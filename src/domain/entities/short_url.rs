//! Short URL entity and its safety state machine.

use chrono::{DateTime, Utc};
use serde::Serialize;
use std::fmt;
use std::str::FromStr;

/// Safety state of a short URL.
///
/// Every record starts as [`Safety::Unknown`] and is resolved by the verification
/// worker to [`Safety::Safe`] or [`Safety::Unsafe`]. Writes only ever carry a
/// [`Verdict`], so a resolved record can never go back to `Unknown`.
#[derive(Debug, Clone, Copy, PartialEq, Eq, Hash, Serialize)]
#[serde(rename_all = "lowercase")]
pub enum Safety {
    Unknown,
    Safe,
    Unsafe,
}

impl Safety {
    /// Storage representation used by the `short_urls.safety` column.
    pub fn as_str(&self) -> &'static str {
        match self {
            Self::Unknown => "unknown",
            Self::Safe => "safe",
            Self::Unsafe => "unsafe",
        }
    }

    /// Returns true once the reputation check has produced a verdict.
    pub fn is_resolved(&self) -> bool {
        !matches!(self, Self::Unknown)
    }
}

impl fmt::Display for Safety {
    fn fmt(&self, f: &mut fmt::Formatter<'_>) -> fmt::Result {
        f.write_str(self.as_str())
    }
}

/// Error returned when parsing an unrecognised safety value.
#[derive(Debug, thiserror::Error)]
#[error("unknown safety state: {0}")]
pub struct ParseSafetyError(String);

impl FromStr for Safety {
    type Err = ParseSafetyError;

    fn from_str(s: &str) -> Result<Self, Self::Err> {
        match s {
            "unknown" => Ok(Self::Unknown),
            "safe" => Ok(Self::Safe),
            "unsafe" => Ok(Self::Unsafe),
            other => Err(ParseSafetyError(other.to_string())),
        }
    }
}

/// Outcome of a reputation check. The only values a safety update may write.
#[derive(Debug, Clone, Copy, PartialEq, Eq, Serialize)]
#[serde(rename_all = "lowercase")]
pub enum Verdict {
    Safe,
    Unsafe,
}

impl Verdict {
    pub fn from_is_safe(is_safe: bool) -> Self {
        if is_safe { Self::Safe } else { Self::Unsafe }
    }

    pub fn as_str(&self) -> &'static str {
        Safety::from(*self).as_str()
    }
}

impl From<Verdict> for Safety {
    fn from(verdict: Verdict) -> Self {
        match verdict {
            Verdict::Safe => Safety::Safe,
            Verdict::Unsafe => Safety::Unsafe,
        }
    }
}

/// HTTP redirect semantics stored with each record.
#[derive(Debug, Clone, Copy, PartialEq, Eq, Default, Serialize)]
#[serde(rename_all = "lowercase")]
pub enum RedirectMode {
    /// 307 Temporary Redirect.
    #[default]
    Temporary,
    /// 301 Moved Permanently.
    Permanent,
}

impl RedirectMode {
    pub fn status_code(&self) -> u16 {
        match self {
            Self::Temporary => 307,
            Self::Permanent => 301,
        }
    }

    /// Maps a stored status code back to a mode. Anything but 301 is temporary.
    pub fn from_status_code(code: u16) -> Self {
        if code == 301 {
            Self::Permanent
        } else {
            Self::Temporary
        }
    }
}

/// A shortened URL with its verification state.
#[derive(Debug, Clone, PartialEq)]
pub struct ShortUrl {
    pub hash: String,
    pub target: String,
    pub mode: RedirectMode,
    pub safety: Safety,
    pub sponsor: Option<String>,
    pub ip: Option<String>,
    pub created_at: DateTime<Utc>,
    pub verified_at: Option<DateTime<Utc>>,
}

impl ShortUrl {
    /// Builds an unverified record from creation input.
    pub fn pending(new: NewShortUrl, created_at: DateTime<Utc>) -> Self {
        Self {
            hash: new.hash,
            target: new.target,
            mode: new.mode,
            safety: Safety::Unknown,
            sponsor: new.sponsor,
            ip: new.ip,
            created_at,
            verified_at: None,
        }
    }
}

/// Input data for creating a short URL. Safety is not part of it: new records are
/// always `Unknown`.
#[derive(Debug, Clone)]
pub struct NewShortUrl {
    pub hash: String,
    pub target: String,
    pub mode: RedirectMode,
    pub sponsor: Option<String>,
    pub ip: Option<String>,
}

/// Provenance metadata supplied by the caller at creation time.
#[derive(Debug, Clone, Default)]
pub struct ShortUrlMetadata {
    pub sponsor: Option<String>,
    pub ip: Option<String>,
    pub permanent: bool,
}

/// Where a gated redirect should send the visitor.
#[derive(Debug, Clone, PartialEq, Eq)]
pub struct Redirection {
    pub target: String,
    pub mode: RedirectMode,
}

********

Generate a verbatim printout of all the entries.

filename src/domain/entities/short_url.rs
//! Short URL entity and its safety state machine.

use chrono::{DateTime, Utc};
use serde::Serialize;
use std::fmt;
use std::str::FromStr;

/// Safety state of a short URL.
///
/// Every record starts as [`Safety::Unknown`] and is resolved by the verification
/// worker to [`Safety::Safe`] or [`Safety::Unsafe`]. Writes only ever carry a
/// [`Verdict`], so a resolved record can never go back to `Unknown`.
#[derive(Debug, Clone, Copy, PartialEq, Eq, Hash, Serialize)]
#[serde(rename_all = "lowercase")]
pub enum Safety {
    Unknown,
    Safe,
    Unsafe,
}

impl Safety {
    /// Storage representation used by the `short_urls.safety` column.
    pub fn as_str(&self) -> &'static str {
        match self {
            Self::Unknown => "unknown",
            Self::Safe => "safe",
            Self::Unsafe => "unsafe",
        }
    }

    /// Returns true once the reputation check has produced a verdict.
    pub fn is_resolved(&self) -> bool {
        !matches!(self, Self::Unknown)
    }
}

impl fmt::Display for Safety {
    fn fmt(&self, f: &mut fmt::Formatter<'_>) -> fmt::Result {
        f.write_str(self.as_str())
    }
}

/// Error returned when parsing an unrecognised safety value.
#[derive(Debug, thiserror::Error)]
#[error("unknown safety state: {0}")]
pub struct ParseSafetyError(String);

impl FromStr for Safety {
    type Err = ParseSafetyError;

    fn from_str(s: &str) -> Result<Self, Self::Err> {
        match s {
            "unknown" => Ok(Self::Unknown),
            "safe" => Ok(Self::Safe),
            "unsafe" => Ok(Self::Unsafe),
            other => Err(ParseSafetyError(other.to_string())),
        }
    }
}

/// Outcome of a reputation check. The only values a safety update may write.
#[derive(Debug, Clone, Copy, PartialEq, Eq, Serialize)]
#[serde(rename_all = "lowercase")]
pub enum Verdict {
    Safe,
    Unsafe,
}

impl Verdict {
    pub fn from_is_safe(is_safe: bool) -> Self {
        if is_safe { Self::Safe } else { Self::Unsafe }
    }

    pub fn as_str(&self) -> &'static str {
        Safety::from(*self).as_str()
    }
}

impl From<Verdict> for Safety {
    fn from(verdict: Verdict) -> Self {
        match verdict {
            Verdict::Safe => Safety::Safe,
            Verdict::Unsafe => Safety::Unsafe,
        }
    }
}

/// HTTP redirect semantics stored with each record.
#[derive(Debug, Clone, Copy, PartialEq, Eq, Default, Serialize)]
#[serde(rename_all = "lowercase")]
pub enum RedirectMode {
    /// 307 Temporary Redirect.
    #[default]
    Temporary,
    /// 301 Moved Permanently.
    Permanent,
}

impl RedirectMode {
    pub fn status_code(&self) -> u16 {
        match self {
            Self::Temporary => 307,
            Self::Permanent => 301,
        }
    }

    /// Maps a stored status code back to a mode. Anything but 301 is temporary.
    pub fn from_status_code(code: u16) -> Self {
        if code == 301 {
            Self::Permanent
        } else {
            Self::Temporary
        }
    }
}

/// A shortened URL with its verification state.
#[derive(Debug, Clone, PartialEq)]
pub struct ShortUrl {
    pub hash: String,
    pub target: String,
    pub mode: RedirectMode,
    pub safety: Safety,
    pub sponsor: Option<String>,
    pub ip: Option<String>,
    pub created_at: DateTime<Utc>,
    pub verified_at: Option<DateTime<Utc>>,
}

impl ShortUrl {
    /// Builds an unverified record from creation input.
    pub fn pending(new: NewShortUrl, created_at: DateTime<Utc>) -> Self {
        Self {
            hash: new.hash,
            target: new.target,
            mode: new.mode,
            safety: Safety::Unknown,
            sponsor: new.sponsor,
            ip: new.ip,
            created_at,
            verified_at: None,
        }
    }
}

/// Input data for creating a short URL. Safety is not part of it: new records are
/// always `Unknown`.
#[derive(Debug, Clone)]
pub struct NewShortUrl {
    pub hash: String,
    pub target: String,
    pub mode: RedirectMode,
    pub sponsor: Option<String>,
    pub ip: Option<String>,
}

/// Provenance metadata supplied by the caller at creation time.
#[derive(Debug, Clone, Default)]
pub struct ShortUrlMetadata {
    pub sponsor: Option<String>,
    pub ip: Option<String>,
    pub permanent: bool,
}

/// Where a gated redirect should send the visitor.
#[derive(Debug, Clone, PartialEq, Eq)]
pub struct Redirection {
    pub target: String,
    pub mode: RedirectMode,
}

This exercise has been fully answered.